For those of you who are new to the language, here is a tutorial on setting up Python.

Getting the data

You can get data on trading by congressmen using the quiverquant package in Python. In order to install that package, run pip install quiverquant in your terminal.

You’ll need to sign up for Quiver’s API in order to get a token to access the data.

Once you have your token, you can fetch data on trading by importing the quiverquant package and connecting to the Quiver client.

In our case, we will fetch recent transactions by Senator David Perdue.

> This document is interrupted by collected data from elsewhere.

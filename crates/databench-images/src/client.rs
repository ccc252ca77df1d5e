//! Asynchronous image directory client implementation.

use crate::directory::ImageDirectory;
use crate::filter::ImageFilter;
use crate::models::{CreateImageRequest, Image, ShareImageRequest};
use crate::Result;
use async_trait::async_trait;
use databench_core::client::{
    ClientConfig, RetryPolicy, ServiceClient, ServiceClientBuilder, IMAGE_DIRECTORY_DEFAULT_TIMEOUT,
};
use databench_core::config::ConsoleConfig;
use databench_core::types::BackendService;
use databench_core::Error;
use reqwest::{Method, StatusCode};
use secrecy::ExposeSecret;
use serde::de::DeserializeOwned;
use serde::Serialize;
use std::time::Duration;
use url::Url;

const USER_AGENT: &str = concat!("databench-images/", env!("CARGO_PKG_VERSION"));

/// Builder for [`ImageDirectoryClient`].
#[derive(Debug, Clone)]
pub struct ImageDirectoryClientBuilder {
    inner: ServiceClientBuilder,
}

impl ImageDirectoryClientBuilder {
    /// Create a builder for the specified base URL.
    ///
    /// # Errors
    ///
    /// Returns an error if the base URL cannot be parsed.
    pub fn new(base_url: impl AsRef<str>) -> Result<Self> {
        let builder = ServiceClientBuilder::new(
            BackendService::ImageDirectory,
            base_url,
            Duration::from_secs(IMAGE_DIRECTORY_DEFAULT_TIMEOUT),
        )?
        .with_user_agent(USER_AGENT);

        Ok(Self { inner: builder })
    }

    /// Create a builder from a console configuration.
    ///
    /// # Errors
    ///
    /// Returns an error if the configured directory URL is invalid.
    pub fn from_config(config: &ConsoleConfig) -> Result<Self> {
        let mut builder = ServiceClientBuilder::new(
            BackendService::ImageDirectory,
            &config.directory_url,
            config.timeout(),
        )?
        .with_user_agent(USER_AGENT)
        .with_retry_policy(RetryPolicy::new().with_max_retries(config.max_retries))
        .with_tls_verify(config.tls_verify);

        if let Some(token) = &config.access_token {
            builder = builder.with_token(token.expose_secret());
        }

        Ok(Self { inner: builder })
    }

    /// Override the retry policy.
    #[must_use]
    pub fn with_retry_policy(mut self, retry: RetryPolicy) -> Self {
        self.inner = self.inner.with_retry_policy(retry);
        self
    }

    /// Override the HTTP client configuration.
    #[must_use]
    pub fn with_http_config(mut self, config: ClientConfig) -> Self {
        self.inner = self.inner.with_http_config(config);
        self
    }

    /// Enable or disable TLS certificate verification.
    #[must_use]
    pub fn with_tls_verify(mut self, verify: bool) -> Self {
        self.inner = self.inner.with_tls_verify(verify);
        self
    }

    /// Configure HTTP basic authentication credentials.
    #[must_use]
    pub fn with_basic_auth(
        mut self,
        username: impl Into<String>,
        password: impl Into<String>,
    ) -> Self {
        self.inner = self.inner.with_basic_auth(username, password);
        self
    }

    /// Configure a bearer access token.
    #[must_use]
    pub fn with_token(mut self, token: impl Into<String>) -> Self {
        self.inner = self.inner.with_token(token);
        self
    }

    /// Build the client.
    ///
    /// # Errors
    ///
    /// Returns an error if the underlying HTTP client cannot be constructed.
    pub fn build(self) -> Result<ImageDirectoryClient> {
        let inner = self.inner.build()?;
        Ok(ImageDirectoryClient { inner })
    }
}

/// Asynchronous client for the image directory service.
#[derive(Debug, Clone)]
pub struct ImageDirectoryClient {
    inner: ServiceClient,
}

impl ImageDirectoryClient {
    /// Construct a client directly from the base URL.
    ///
    /// # Errors
    ///
    /// Returns an error if the base URL cannot be parsed.
    pub fn new(base_url: impl AsRef<str>) -> Result<Self> {
        ImageDirectoryClientBuilder::new(base_url)?.build()
    }

    /// Return the base URL.
    #[must_use]
    pub fn base_url(&self) -> &Url {
        self.inner.base_url()
    }

    /// Returns true if the client verifies TLS certificates.
    #[must_use]
    pub const fn tls_verify(&self) -> bool {
        self.inner.tls_verify()
    }

    /// List the requesting user's images, own and received.
    pub async fn list_images(&self) -> Result<Vec<Image>> {
        self.send_json::<(), Vec<Image>>(Method::GET, "api/image", None)
            .await
    }

    /// List the requesting user's images with a filter applied server-side.
    pub async fn list_images_filtered(&self, filter: &ImageFilter) -> Result<Vec<Image>> {
        self.send_json(Method::POST, "api/image/filter", Some(filter))
            .await
    }

    /// Fetch a single image by its coordinates.
    pub async fn fetch_image(&self, project: &str, endpoint: &str, name: &str) -> Result<Image> {
        let path = format!("api/image/{project}/{endpoint}/{name}");
        self.send_json::<(), Image>(Method::GET, &path, None).await
    }

    /// Create an image from a running instance.
    ///
    /// Returns the provisioning request identifier issued by the directory
    /// service.
    pub async fn request_image_creation(&self, request: &CreateImageRequest) -> Result<String> {
        let response = self
            .inner
            .execute_with_retry(
                Method::POST,
                "api/image",
                &[],
                |req| req.json(request),
                map_status_to_error,
            )
            .await?;

        response.text().await.map_err(Error::from)
    }

    /// Share an image with all users of its project.
    pub async fn share_image_all_users(&self, image: &Image) -> Result<()> {
        let request = ShareImageRequest::from_image(image);
        self.inner
            .execute_with_retry(
                Method::POST,
                "api/image/share",
                &[],
                |req| req.json(&request),
                map_status_to_error,
            )
            .await
            .map(|_| ())
    }

    /// Terminate an image.
    pub async fn request_image_termination(
        &self,
        project: &str,
        endpoint: &str,
        name: &str,
    ) -> Result<()> {
        let path = format!("api/image/{project}/{endpoint}/{name}");
        self.inner
            .execute_with_retry(
                Method::DELETE,
                &path,
                &[],
                |request| request,
                map_status_to_error,
            )
            .await
            .map(|_| ())
    }

    async fn send_json<B, R>(&self, method: Method, path: &str, body: Option<&B>) -> Result<R>
    where
        B: Serialize + Sync + ?Sized,
        R: DeserializeOwned,
    {
        let response = self
            .inner
            .execute_with_retry(
                method,
                path,
                &[],
                |mut request| {
                    request = request.header("Accept", "application/json");
                    if let Some(payload) = body {
                        request = request.json(payload);
                    }
                    request
                },
                map_status_to_error,
            )
            .await?;

        response.json::<R>().await.map_err(Error::from)
    }
}

#[async_trait]
impl ImageDirectory for ImageDirectoryClient {
    async fn share_with_all_users(&self, image: &Image) -> Result<()> {
        self.share_image_all_users(image).await
    }

    async fn get_user_images(&self) -> Result<Vec<Image>> {
        self.list_images().await
    }

    async fn get_image(&self, project: &str, endpoint: &str, name: &str) -> Result<Image> {
        self.fetch_image(project, endpoint, name).await
    }

    async fn create_image(&self, request: &CreateImageRequest) -> Result<String> {
        self.request_image_creation(request).await
    }

    async fn terminate_image(&self, project: &str, endpoint: &str, name: &str) -> Result<()> {
        self.request_image_termination(project, endpoint, name)
            .await
    }
}

fn map_status_to_error(status: StatusCode, text: String) -> Error {
    match status {
        StatusCode::NOT_FOUND => Error::NotFound(text),
        StatusCode::BAD_REQUEST => Error::BadRequest(text),
        StatusCode::UNAUTHORIZED | StatusCode::FORBIDDEN => {
            Error::Unauthorized(format!("image directory authentication failed: {text}"))
        }
        StatusCode::CONFLICT => Error::AlreadyExists(text),
        StatusCode::TOO_MANY_REQUESTS
        | StatusCode::BAD_GATEWAY
        | StatusCode::SERVICE_UNAVAILABLE
        | StatusCode::GATEWAY_TIMEOUT => {
            Error::ServiceUnavailable(format!("image directory temporarily unavailable: {text}"))
        }
        status if status.is_server_error() => {
            Error::ServiceUnavailable(format!("image directory server error {status}: {text}"))
        }
        _ => Error::HttpError(format!("image directory error {status}: {text}")),
    }
}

import quiverquant#Replace <TOKEN> with your personal token
quiver = quiverquant.quiver("<TOKEN>")
df = quiver.congress_trading("David Perdue", True)
df.head(10)

Basic Analysis

Here’s an example of some simple analysis you can do using the data. Note that this chunk of code requires that you pip install plotly.express

import plotly.express as px#Filter dataframe to purchases
dfBought = df[df[“Transaction”]==”Purchase”]
#Count how many times each stock was bought. Take the top 5 most bought.
dfStock = dfBought.groupby(“Ticker”).count().reset_index().sort_values(“Amount”, ascending=False).head(5)
#Graph
fig = px.bar(dfStock, x=’Ticker’, y=’Amount’, text=’Amount’)
fig.update_traces(marker_color=”rgb(218, 253, 214)”)
fig.update_layout(title=’Most Popular Stocks’, titlefont=dict(color=’white’), plot_bgcolor=’rgb(32,36,44)’, paper_bgcolor=’rgb(32,36,44)’)
fig.update_xaxes(title_text=’Stock’, color=’white’, showgrid=False)
fig.update_yaxes(title_text=’Transactions’,color=’white’, showgrid=True, gridwidth=1,gridcolor=”white”)
fig.show()

If there’s sufficient interest I’ll walk through some more complex analysis and backtest some trading strategies using the data in a future blog post, but I wanted to keep the code in this introduction fairly simple.